When it came bed-time, David felt it would be weakness on his part, now that he was almost grown to be a man, to allow Mother to continue her absurd habit of sitting beside him while he went to sleep. He told her very delicately that in the future she need not go to so much trouble. He was resolved not to be such a nuisance. Hereafter he would always go to sleep all by himself.

But in beginning this practice he did not think it advisable to take off his trousers. Perhaps he would not feel so man-grown if he took them off; perhaps the kilts-and-blouse feeling would come on him in the night, unless he were consciously secure in knickerbockers.

"I—I couldn't keep them on, could I, Mother?" The question came plaintively, from the very depths of his desire.
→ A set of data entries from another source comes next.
//! Error types for dhis2-kit
//!
//! Every public API returns `Result<T, Error>`. The first four variants are
//! the classified API failures; the rest cover transport, configuration and
//! local I/O problems.

use thiserror::Error;

/// The main error type for dhis2-kit
#[derive(Error, Debug)]
pub enum Error {
    // ============================================================================
    // Classified API Errors
    // ============================================================================
    /// 401 or 403: credentials rejected or insufficient permission
    #[error("Authentication failed: {body}")]
    Authentication { body: String },

    /// 404: the referenced resource or object does not exist
    #[error("Not found: {body}")]
    NotFound { body: String },

    /// 400 or 409: malformed parameters or a server-side conflict
    #[error("Validation failed: {body}")]
    Validation { body: String },

    /// Any other status, or a body that could not be decoded as JSON
    #[error("Server error: {message}")]
    Server {
        status: Option<u16>,
        message: String,
    },

    // ============================================================================
    // Transport Errors
    // ============================================================================
    #[error("HTTP request failed: {0}")]
    Http(#[from] reqwest::Error),

    #[error("Invalid URL: {0}")]
    InvalidUrl(#[from] url::ParseError),

    // ============================================================================
    // Configuration Errors
    // ============================================================================
    #[error("Configuration error: {message}")]
    Config { message: String },

    #[error("Missing required connection values: {fields}")]
    MissingConfigField { fields: String },

    #[error("Failed to parse YAML: {0}")]
    YamlParse(#[from] serde_yaml::Error),

    #[error("Failed to parse JSON: {0}")]
    JsonParse(#[from] serde_json::Error),

    // ============================================================================
    // I/O Errors
    // ============================================================================
    #[error("IO error: {0}")]
    Io(#[from] std::io::Error),
}

impl Error {
    /// Create an authentication error
    pub fn authentication(body: impl Into<String>) -> Self {
        Self::Authentication { body: body.into() }
    }

    /// Create a not-found error
    pub fn not_found(body: impl Into<String>) -> Self {
        Self::NotFound { body: body.into() }
    }

    /// Create a validation error
    pub fn validation(body: impl Into<String>) -> Self {
        Self::Validation { body: body.into() }
    }

    /// Create a server error tied to an HTTP status
    pub fn server(status: u16, message: impl Into<String>) -> Self {
        Self::Server {
            status: Some(status),
            message: message.into(),
        }
    }

    /// Create a server error for a response that could not be decoded
    pub fn decode(message: impl Into<String>) -> Self {
        Self::Server {
            status: None,
            message: message.into(),
        }
    }

    /// Create a config error
    pub fn config(message: impl Into<String>) -> Self {
        Self::Config {
            message: message.into(),
        }
    }

    /// True for the classified "request failed" family
    pub fn is_api_error(&self) -> bool {
        matches!(
            self,
            Error::Authentication { .. }
                | Error::NotFound { .. }
                | Error::Validation { .. }
                | Error::Server { .. }
        )
    }

    /// HTTP status carried by a server error, if any
    pub fn status(&self) -> Option<u16> {
        match self {
            Error::Server { status, .. } => *status,
            Error::Http(e) => e.status().map(|s| s.as_u16()),
            _ => None,
        }
    }

    /// Response text carried by the error, for diagnostics
    pub fn body(&self) -> Option<&str> {
        match self {
            Error::Authentication { body }
            | Error::NotFound { body }
            | Error::Validation { body } => Some(body),
            Error::Server { message, .. } => Some(message),
            _ => None,
        }
    }
}

/// Result type alias for dhis2-kit
pub type Result<T> = std::result::Result<T, Error>;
"But, David," said Mother, "if you wear them out by sleeping in them, then how are you to get any more? And besides, don't you think they need a rest as well as you?"

Anybody could see the logic of that. David reluctantly permitted his trousers to be taken off, and he was particularly eager to see that they should have honorable treatment. He had a misgiving that Mother did not know where they should properly be stowed for the night, and his doubt thus found expression:

"Where does Doctor put his?"

The result of the question was not satisfying. David found that he had brought up suddenly at the never-mind period. But his close-cropped head leaned out over the edge of the crib; and his eager eyes attentively regarded the floppy little legs of trouvers as they were folded over the back of a chair. Then came a sigh of resignation, and the shorn head was plumped down resolutely upon the pillow.
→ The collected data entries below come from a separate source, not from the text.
#[cfg(test)]
mod tests {
  use indoc::indoc;
  use pretty_assertions::assert_eq;
  use tagcss_swc_runner::test_utils::run_test_module;
  use tracing_test::traced_test;

  use super::*;

  fn names(names: &[&str]) -> Vec<String> {
    names.iter().map(|name| name.to_string()).collect()
  }

  fn shake_code(code: &str, requested: &[&str]) -> (String, ShakeResult) {
    let result = run_test_module(code, |context, module| {
      shake(
        module,
        &names(requested),
        &ShakerOptions::new(context.unresolved_mark),
      )
    });
    (result.output_code, result.result)
  }

  #[test]
  fn test_shake_everything_away() {
    let (output, result) = shake_code(
      indoc! {r#"
        const { whiteColor: color, anotherColor } = require('colors');
        const a = color || anotherColor;
        color.green = '#0f0';
      "#},
      &[],
    );

    assert_eq!(output, "module.exports = [];\n");
    assert!(result.imports.is_empty());
  }

  #[test]
  fn test_shake_keeps_mutations_of_requested_binding() {
    let (output, result) = shake_code(
      indoc! {r#"
        const { whiteColor: color, anotherColor } = require('colors');
        const a = color || anotherColor;
        color.green = '#0f0';
      "#},
      &["color"],
    );

    assert_eq!(
      output,
      indoc! {r#"
        const { whiteColor: color } = require('colors');
        color.green = '#0f0';
        exports.color = color;
      "#}
    );
    assert_eq!(
      result.imports,
      BTreeMap::from([("colors".to_string(), names(&["whiteColor"]))])
    );
  }

  #[test]
  fn test_shake_object_properties() {
    let (output, _) = shake_code(
      indoc! {r#"
        const key = 'blue';
        const obj = { blue: '#00F', red: '#F00' };
        const blue = obj[key];
        const unrelated = obj.red;
      "#},
      &["blue"],
    );

    assert!(output.contains("const key = 'blue';"), "{output}");
    assert!(output.contains("blue: '#00F'"), "{output}");
    assert!(output.contains("const blue = obj[key];"), "{output}");
    assert!(!output.contains("red"), "{output}");
    assert!(output.ends_with("exports.blue = blue;\n"), "{output}");
  }

  #[test]
  fn test_shake_unfolded_namespace() {
    let (output, result) = shake_code(
      indoc! {r#"
        import * as ns from 'm';
        use(ns.Title);
      "#},
      &[],
    );
    assert_eq!(
      output.replace("{ }", "{}"),
      indoc! {r#"
        import { Title } from 'm';
        use(Title);
        export {};
      "#}
    );
    assert_eq!(
      result.imports,
      BTreeMap::from([("m".to_string(), names(&["Title"]))])
    );

    let (output, result) = shake_code(
      indoc! {r#"
        import * as ns from 'm';
        const unused = ns.Title;
      "#},
      &[],
    );
    assert_eq!(output.replace("{ }", "{}"), "export {};\n");
    assert!(result.imports.is_empty());
  }

  #[test]
  fn test_shake_keeps_calls_into_other_modules() {
    let (output, result) = shake_code(
      indoc! {r#"
        import { setup, theme } from './theme';
        setup();
        export const color = theme.color;
        export const other = 1;
      "#},
      &["color"],
    );

    assert_eq!(
      output,
      indoc! {r#"
        import { setup, theme } from './theme';
        setup();
        export const color = theme.color;
      "#}
    );
    assert_eq!(
      result.imports,
      BTreeMap::from([("./theme".to_string(), names(&["setup", "theme"]))])
    );
  }

  #[test]
  fn test_shake_esm_exports() {
    let (output, result) = shake_code(
      indoc! {r#"
        import { a, b } from './ab';
        import { unused } from './unused';
        export const x = a;
        export const y = b;
        export function z() {
          return unused;
        }
      "#},
      &["x"],
    );

    assert_eq!(
      output,
      indoc! {r#"
        import { a } from './ab';
        export const x = a;
      "#}
    );
    assert_eq!(
      result.imports,
      BTreeMap::from([("./ab".to_string(), names(&["a"]))])
    );
  }

  #[test]
  fn test_shake_named_exports_and_reexports() {
    let (output, result) = shake_code(
      indoc! {r#"
        export { red } from './colors';
        export { blue as primary } from './colors';
        export * from './all';
        const local = 1;
        const other = 2;
        export { local, other };
      "#},
      &["red", "local", "missing"],
    );

    assert_eq!(
      output,
      indoc! {r#"
        export { red } from './colors';
        export * from './all';
        const local = 1;
        export { local };
      "#}
    );
    assert_eq!(
      result.imports,
      BTreeMap::from([
        ("./all".to_string(), names(&["*"])),
        ("./colors".to_string(), names(&["red"])),
      ])
    );
  }

  #[test]
  fn test_shake_compiled_commonjs() {
    let (output, _) = shake_code(
      indoc! {r#"
        "use strict";
        Object.defineProperty(exports, "__esModule", { value: true });
        exports.b = exports.a = void 0;
        const a = 1;
        exports.a = a;
        const b = 2;
        exports.b = b;
      "#},
      &["a"],
    );

    assert!(output.starts_with("\"use strict\";\n"), "{output}");
    assert!(output.contains("__esModule"), "{output}");
    assert!(output.contains("exports.b = exports.a = void 0;"), "{output}");
    assert!(output.contains("const a = 1;\nexports.a = a;"), "{output}");
    assert!(!output.contains("const b"), "{output}");
    assert!(!output.contains("exports.b = b"), "{output}");
  }

  #[test]
  fn test_shake_module_exports_object() {
    let (output, _) = shake_code(
      indoc! {r#"
        const a = 1;
        const b = 2;
        module.exports = { a, b };
      "#},
      &["b"],
    );

    assert!(!output.contains("const a"), "{output}");
    assert!(output.contains("const b = 2;"), "{output}");
    assert!(output.contains("module.exports = {"), "{output}");
  }

  #[test]
  fn test_shake_cascades_through_unused_declarations() {
    let (output, _) = shake_code(
      indoc! {r#"
        import { helper } from './helper';
        const base = helper(1);
        const derived = base * 2;
        function unusedFn() {
          return derived;
        }
        export const kept = 1;
      "#},
      &["kept"],
    );

    assert_eq!(output, "export const kept = 1;\n");
  }

  #[test]
  fn test_shake_patterns_leave_holes() {
    let (output, _) = shake_code(
      indoc! {r#"
        const [first, second, third] = list;
        const { a, ...rest } = object;
        export { second };
      "#},
      &["second"],
    );

    assert_eq!(
      output,
      indoc! {r#"
        const [, second] = list;
        export { second };
      "#}
    );
  }

  #[test]
  fn test_wildcard_and_commonjs_default_keep_everything() {
    let code = indoc! {r#"
      const a = require('a');
      exports.x = a;
      exports.y = 2;
    "#};

    for requested in [&["*"][..], &["default"][..]] {
      let (output, result) = shake_code(code, requested);
      assert_eq!(output, code);
      assert_eq!(
        result.imports,
        BTreeMap::from([("a".to_string(), names(&["*"]))])
      );
    }
  }

  #[test]
  fn test_shake_is_idempotent() {
    let code = indoc! {r#"
      const { whiteColor: color, anotherColor } = require('colors');
      const a = color || anotherColor;
      color.green = '#0f0';
    "#};

    for requested in [names(&[]), names(&["color"])] {
      run_test_module(code, |context, module| {
        let options = ShakerOptions::new(context.unresolved_mark);
        shake(module, &requested, &options);
        let once = module.clone();
        shake(module, &requested, &options);
        assert_eq!(*module, once);
      });
    }
  }

  #[test]
  #[traced_test]
  fn test_shake_reports_unfolding_warnings() {
    let (output, result) = shake_code(
      indoc! {r#"
        const ns = require('m');
        export const value = ns.get();
      "#},
      &["value"],
    );

    assert_eq!(result.warnings.len(), 1);
    assert!(logs_contain("Namespace `ns` of `m` is used as a whole"));
    assert!(output.contains("const ns = require('m');"), "{output}");
    assert_eq!(
      result.imports,
      BTreeMap::from([("m".to_string(), names(&["*"]))])
    );
  }
}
For the first time in many months he forgot to make a little smacky sound with his lips as a suggestion to Mother that she might have a kiss. Evidently such a matter was now of no importance, nor did he hold out his arms to her. All such childish ways as that had been put aside, and perhaps that is why a wistful look came into Mother's face.

After she had left David in the big, dark room, she took up some dull-blue linen from her sewing-table. Only a short while ago she had been stitching upon this apparel for her baby—a foolish little dress, all edged about with a narrow lace braid.